[Opening MATERIAL FOR THIS EXERCISE section]

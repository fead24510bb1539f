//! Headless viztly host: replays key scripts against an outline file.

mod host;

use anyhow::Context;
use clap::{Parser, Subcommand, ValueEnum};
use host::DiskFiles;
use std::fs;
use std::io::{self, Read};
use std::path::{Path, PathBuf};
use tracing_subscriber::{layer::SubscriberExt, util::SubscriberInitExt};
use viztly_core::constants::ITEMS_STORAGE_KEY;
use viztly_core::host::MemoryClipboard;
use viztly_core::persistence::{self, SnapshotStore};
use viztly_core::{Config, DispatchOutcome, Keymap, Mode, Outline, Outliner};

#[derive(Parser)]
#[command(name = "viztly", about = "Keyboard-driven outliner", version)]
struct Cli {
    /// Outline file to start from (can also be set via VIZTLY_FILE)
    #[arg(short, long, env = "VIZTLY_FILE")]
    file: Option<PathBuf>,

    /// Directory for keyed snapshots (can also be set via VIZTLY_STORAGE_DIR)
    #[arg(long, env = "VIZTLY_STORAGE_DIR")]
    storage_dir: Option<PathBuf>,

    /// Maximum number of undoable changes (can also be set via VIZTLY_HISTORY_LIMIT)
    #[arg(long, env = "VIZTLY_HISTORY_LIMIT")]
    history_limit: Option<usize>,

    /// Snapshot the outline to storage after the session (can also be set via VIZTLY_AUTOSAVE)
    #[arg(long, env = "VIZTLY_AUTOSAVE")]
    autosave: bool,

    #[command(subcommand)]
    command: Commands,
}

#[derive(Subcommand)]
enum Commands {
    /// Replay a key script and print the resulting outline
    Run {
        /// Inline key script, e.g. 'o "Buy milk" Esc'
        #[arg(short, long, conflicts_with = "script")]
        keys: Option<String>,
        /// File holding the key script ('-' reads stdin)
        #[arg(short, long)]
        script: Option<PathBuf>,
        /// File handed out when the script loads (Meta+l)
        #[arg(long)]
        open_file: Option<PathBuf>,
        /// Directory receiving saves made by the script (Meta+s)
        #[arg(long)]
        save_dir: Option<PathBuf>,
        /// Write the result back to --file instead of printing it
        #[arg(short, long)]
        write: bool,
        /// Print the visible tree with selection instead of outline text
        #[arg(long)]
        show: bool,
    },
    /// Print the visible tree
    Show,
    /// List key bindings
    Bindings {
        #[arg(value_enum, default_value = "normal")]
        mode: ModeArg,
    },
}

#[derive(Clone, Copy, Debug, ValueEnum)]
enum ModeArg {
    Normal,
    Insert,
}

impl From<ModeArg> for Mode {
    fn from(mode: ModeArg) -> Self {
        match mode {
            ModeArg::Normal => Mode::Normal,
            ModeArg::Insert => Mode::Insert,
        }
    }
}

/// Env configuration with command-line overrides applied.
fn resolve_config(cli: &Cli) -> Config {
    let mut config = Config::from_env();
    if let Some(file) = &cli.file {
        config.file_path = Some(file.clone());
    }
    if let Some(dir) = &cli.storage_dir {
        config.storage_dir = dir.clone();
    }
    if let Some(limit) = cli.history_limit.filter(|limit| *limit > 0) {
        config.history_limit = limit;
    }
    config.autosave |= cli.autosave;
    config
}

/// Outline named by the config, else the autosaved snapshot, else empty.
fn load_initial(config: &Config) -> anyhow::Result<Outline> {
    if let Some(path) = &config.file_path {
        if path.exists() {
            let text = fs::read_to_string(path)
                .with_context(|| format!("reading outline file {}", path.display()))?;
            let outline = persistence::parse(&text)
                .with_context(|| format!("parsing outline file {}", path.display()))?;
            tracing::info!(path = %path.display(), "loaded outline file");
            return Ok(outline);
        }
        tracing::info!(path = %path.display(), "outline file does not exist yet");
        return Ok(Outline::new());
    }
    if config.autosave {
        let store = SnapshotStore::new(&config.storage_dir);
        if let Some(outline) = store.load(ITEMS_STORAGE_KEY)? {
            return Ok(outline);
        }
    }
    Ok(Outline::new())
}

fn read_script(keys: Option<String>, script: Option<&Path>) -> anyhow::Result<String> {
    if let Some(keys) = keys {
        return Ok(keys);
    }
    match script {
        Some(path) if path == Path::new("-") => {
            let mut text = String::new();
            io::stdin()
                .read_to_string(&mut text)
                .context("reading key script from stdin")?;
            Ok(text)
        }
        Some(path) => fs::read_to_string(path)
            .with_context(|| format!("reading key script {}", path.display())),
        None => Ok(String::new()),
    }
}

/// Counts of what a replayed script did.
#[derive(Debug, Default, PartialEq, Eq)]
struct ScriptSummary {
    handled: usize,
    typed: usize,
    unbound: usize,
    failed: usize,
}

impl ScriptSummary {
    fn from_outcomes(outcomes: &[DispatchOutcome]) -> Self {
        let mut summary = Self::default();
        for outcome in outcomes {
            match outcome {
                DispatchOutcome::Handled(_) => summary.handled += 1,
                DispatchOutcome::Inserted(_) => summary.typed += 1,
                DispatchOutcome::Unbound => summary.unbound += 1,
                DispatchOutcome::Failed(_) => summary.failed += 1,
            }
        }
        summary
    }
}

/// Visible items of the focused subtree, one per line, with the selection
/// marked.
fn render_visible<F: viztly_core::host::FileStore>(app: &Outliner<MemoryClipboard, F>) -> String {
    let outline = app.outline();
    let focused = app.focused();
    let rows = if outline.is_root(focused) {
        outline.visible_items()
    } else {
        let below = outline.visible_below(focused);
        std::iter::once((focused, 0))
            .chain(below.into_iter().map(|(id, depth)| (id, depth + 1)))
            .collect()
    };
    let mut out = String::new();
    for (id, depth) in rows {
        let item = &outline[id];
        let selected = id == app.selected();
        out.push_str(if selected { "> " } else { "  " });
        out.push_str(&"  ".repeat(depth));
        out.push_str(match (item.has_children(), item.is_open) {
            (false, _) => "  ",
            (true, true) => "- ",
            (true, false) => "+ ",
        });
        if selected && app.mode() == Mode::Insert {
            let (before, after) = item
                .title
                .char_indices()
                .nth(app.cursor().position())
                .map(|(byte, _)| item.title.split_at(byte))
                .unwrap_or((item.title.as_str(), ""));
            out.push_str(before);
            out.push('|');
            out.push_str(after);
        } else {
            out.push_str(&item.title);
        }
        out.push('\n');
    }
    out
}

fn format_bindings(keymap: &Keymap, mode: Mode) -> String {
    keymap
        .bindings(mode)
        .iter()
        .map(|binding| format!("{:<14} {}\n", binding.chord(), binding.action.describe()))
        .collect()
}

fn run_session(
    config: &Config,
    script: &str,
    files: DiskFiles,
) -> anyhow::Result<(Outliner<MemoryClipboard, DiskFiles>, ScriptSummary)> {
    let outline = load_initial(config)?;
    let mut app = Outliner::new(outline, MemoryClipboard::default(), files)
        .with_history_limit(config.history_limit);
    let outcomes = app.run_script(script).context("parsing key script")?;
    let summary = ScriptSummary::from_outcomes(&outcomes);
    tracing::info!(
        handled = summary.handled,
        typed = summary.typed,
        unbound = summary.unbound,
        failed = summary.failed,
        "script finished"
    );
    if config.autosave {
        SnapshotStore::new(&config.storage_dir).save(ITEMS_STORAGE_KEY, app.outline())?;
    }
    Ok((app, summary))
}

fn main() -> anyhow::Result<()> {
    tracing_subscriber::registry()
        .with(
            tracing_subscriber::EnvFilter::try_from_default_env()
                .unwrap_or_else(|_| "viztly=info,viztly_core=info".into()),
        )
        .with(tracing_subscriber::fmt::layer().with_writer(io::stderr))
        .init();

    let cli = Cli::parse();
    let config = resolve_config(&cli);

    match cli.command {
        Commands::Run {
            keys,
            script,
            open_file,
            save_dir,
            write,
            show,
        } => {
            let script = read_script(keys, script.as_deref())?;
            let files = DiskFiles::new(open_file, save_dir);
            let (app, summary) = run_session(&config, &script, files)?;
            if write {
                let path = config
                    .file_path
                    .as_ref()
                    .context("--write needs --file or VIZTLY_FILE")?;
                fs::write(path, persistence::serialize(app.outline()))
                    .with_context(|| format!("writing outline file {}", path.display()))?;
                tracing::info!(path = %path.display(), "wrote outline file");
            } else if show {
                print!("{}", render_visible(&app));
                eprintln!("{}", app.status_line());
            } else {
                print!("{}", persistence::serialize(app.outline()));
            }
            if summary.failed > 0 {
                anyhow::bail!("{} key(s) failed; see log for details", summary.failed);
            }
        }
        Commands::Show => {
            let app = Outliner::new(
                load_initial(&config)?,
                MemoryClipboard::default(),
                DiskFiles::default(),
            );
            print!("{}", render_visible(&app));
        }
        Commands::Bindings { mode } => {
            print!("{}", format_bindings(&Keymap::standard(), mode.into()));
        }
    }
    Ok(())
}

[Closing MATERIAL FOR THIS EXERCISE section]

Check each line in the records above for the word "DiskFiles". Return those that have it.

use host::DiskFiles;
    files: DiskFiles,
) -> anyhow::Result<(Outliner<MemoryClipboard, DiskFiles>, ScriptSummary)> {
            let files = DiskFiles::new(open_file, save_dir);
                DiskFiles::default(),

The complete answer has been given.